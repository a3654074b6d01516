use crate::codec::Coding;
use crate::encoder::Encoder;
use crate::error::Error;
use compression_core::Level;
use parking_lot::Mutex;
use std::io::{self, Write};
use std::sync::{Arc, LazyLock};

static SHARED: LazyLock<Arc<EncoderPool>> =
    LazyLock::new(|| Arc::new(EncoderPool::new(Level::Default)));

/// Idle gzip and deflate encoders, reused across responses.
///
/// Encoders are created on first demand and never destroyed; between
/// responses only their stream state is reset. The pool is safe to share
/// between threads, and a checked-out encoder belongs to exactly one
/// [`PooledEncoder`] until it is released.
pub struct EncoderPool {
    level: Level,
    gzip: Mutex<Vec<Encoder>>,
    deflate: Mutex<Vec<Encoder>>,
}

impl EncoderPool {
    /// Creates an empty pool whose encoders compress at `level`.
    pub fn new(level: Level) -> Self {
        Self {
            level,
            gzip: Mutex::new(Vec::new()),
            deflate: Mutex::new(Vec::new()),
        }
    }

    /// Returns the process-wide pool, compressing at the default level.
    pub fn shared() -> Arc<EncoderPool> {
        Arc::clone(&SHARED)
    }

    /// Checks out an encoder for `coding`, bound to write into `sink`.
    ///
    /// An idle encoder is reused when there is one; otherwise a new one is
    /// built. Fails if `coding` is identity or the configured level is
    /// invalid, in which case the response should go out uncompressed.
    pub fn acquire<W: Write>(&self, coding: Coding, sink: W) -> Result<PooledEncoder<'_, W>, Error> {
        let encoder = self.checkout(coding)?;
        Ok(self.bind(encoder, sink))
    }

    /// Returns a finalized encoder to the idle set.
    ///
    /// An encoder that wasn't finalized may hold half a stream, so it is
    /// dropped rather than handed to the next response.
    pub(crate) fn release(&self, encoder: Encoder) {
        if !encoder.is_finished() {
            tracing::debug!(coding = %encoder.coding(), "discarding unfinished encoder");
            return;
        }
        self.put(encoder);
    }

    /// Returns the number of idle encoders for `coding`.
    pub fn idle(&self, coding: Coding) -> usize {
        self.idle_list(coding).map_or(0, |idle| idle.lock().len())
    }

    /// Takes an idle (or new) encoder for `coding`, reset for a new stream.
    pub(crate) fn checkout(&self, coding: Coding) -> Result<Encoder, Error> {
        let idle = self.idle_list(coding).ok_or(Error::NoEncoder(coding))?;

        // The lock guard is a temporary, released before any construction.
        let reused = idle.lock().pop();
        let mut encoder = match reused {
            Some(encoder) => encoder,
            None => {
                tracing::debug!(%coding, "creating encoder");
                Encoder::new(coding, self.level)?
            }
        };

        encoder.reset();
        Ok(encoder)
    }

    /// Binds a checked-out encoder to `sink` until it is finished or dropped.
    pub(crate) fn bind<W: Write>(&self, encoder: Encoder, sink: W) -> PooledEncoder<'_, W> {
        PooledEncoder {
            pool: self,
            encoder: Some(encoder),
            sink,
        }
    }

    fn put(&self, encoder: Encoder) {
        if let Some(idle) = self.idle_list(encoder.coding()) {
            idle.lock().push(encoder);
        }
    }

    fn idle_list(&self, coding: Coding) -> Option<&Mutex<Vec<Encoder>>> {
        match coding {
            Coding::Gzip => Some(&self.gzip),
            Coding::Deflate => Some(&self.deflate),
            Coding::Identity => None,
        }
    }
}

impl Default for EncoderPool {
    fn default() -> Self {
        Self::new(Level::Default)
    }
}

impl std::fmt::Debug for EncoderPool {
    fn fmt(&self, f: &mut std::fmt::Formatter<'_>) -> std::fmt::Result {
        f.debug_struct("EncoderPool")
            .field("level", &self.level)
            .field("idle_gzip", &self.idle(Coding::Gzip))
            .field("idle_deflate", &self.idle(Coding::Deflate))
            .finish()
    }
}

/// An encoder checked out of an [`EncoderPool`] and bound to a sink.
///
/// Bytes written to this value are compressed into the sink. Call
/// [`finish`](Self::finish) to end the stream and return the encoder to its
/// pool; if the guard is dropped first (early return, error or panic), it
/// finishes the stream itself and still returns the encoder.
pub struct PooledEncoder<'p, W: Write> {
    pool: &'p EncoderPool,
    encoder: Option<Encoder>,
    sink: W,
}

impl<'p, W: Write> PooledEncoder<'p, W> {
    /// Returns the coding being produced.
    pub fn coding(&self) -> Option<Coding> {
        self.encoder.as_ref().map(Encoder::coding)
    }

    /// Returns a reference to the bound sink.
    pub fn get_ref(&self) -> &W {
        &self.sink
    }

    /// Returns a mutable reference to the bound sink.
    ///
    /// Writing to the sink directly bypasses compression and corrupts the
    /// stream; this is meant for headers and status.
    pub fn get_mut(&mut self) -> &mut W {
        &mut self.sink
    }

    /// Returns true once the stream has been abandoned by [`detach`](Self::detach).
    pub(crate) fn is_detached(&self) -> bool {
        self.encoder.is_none()
    }

    /// Abandons the stream without writing anything more to the sink.
    ///
    /// For a sink whose connection has been hijacked: the encoder is reset
    /// and returned to the pool, and finishing afterwards writes nothing.
    pub(crate) fn detach(&mut self) {
        if let Some(mut encoder) = self.encoder.take() {
            tracing::debug!(coding = %encoder.coding(), "abandoning compressed stream");
            encoder.reset();
            self.pool.put(encoder);
        }
    }

    /// Ends the compressed stream and returns the encoder to its pool.
    pub fn finish(mut self) -> io::Result<()> {
        self.close()
    }

    fn close(&mut self) -> io::Result<()> {
        let Some(mut encoder) = self.encoder.take() else {
            return Ok(());
        };
        let result = encoder
            .finish_to(&mut self.sink)
            .and_then(|()| self.sink.flush());
        self.pool.release(encoder);
        result
    }
}

impl<W: Write> Write for PooledEncoder<'_, W> {
    fn write(&mut self, buf: &[u8]) -> io::Result<usize> {
        self.write_all(buf)?;
        Ok(buf.len())
    }

    fn write_all(&mut self, buf: &[u8]) -> io::Result<()> {
        match self.encoder.as_mut() {
            Some(encoder) => encoder.write_to(buf, &mut self.sink),
            None => Err(io::Error::new(
                io::ErrorKind::BrokenPipe,
                "encoder already finished",
            )),
        }
    }

    fn flush(&mut self) -> io::Result<()> {
        if let Some(encoder) = self.encoder.as_mut() {
            encoder.flush_to(&mut self.sink)?;
        }
        self.sink.flush()
    }
}

impl<W: Write> Drop for PooledEncoder<'_, W> {
    fn drop(&mut self) {
        if let Err(error) = self.close() {
            tracing::warn!(%error, "failed to finish compressed response");
        }
    }
}

impl<W: Write> std::fmt::Debug for PooledEncoder<'_, W> {
    fn fmt(&self, f: &mut std::fmt::Formatter<'_>) -> std::fmt::Result {
        f.debug_struct("PooledEncoder")
            .field("coding", &self.coding())
            .finish_non_exhaustive()
    }
}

::::::

> _DIRECTIONS_: The lines to return are those in the entries above that include "guard".

> _TASK ANSWER_:
        // The lock guard is a temporary, released before any construction.
/// pool; if the guard is dropped first (early return, error or panic), it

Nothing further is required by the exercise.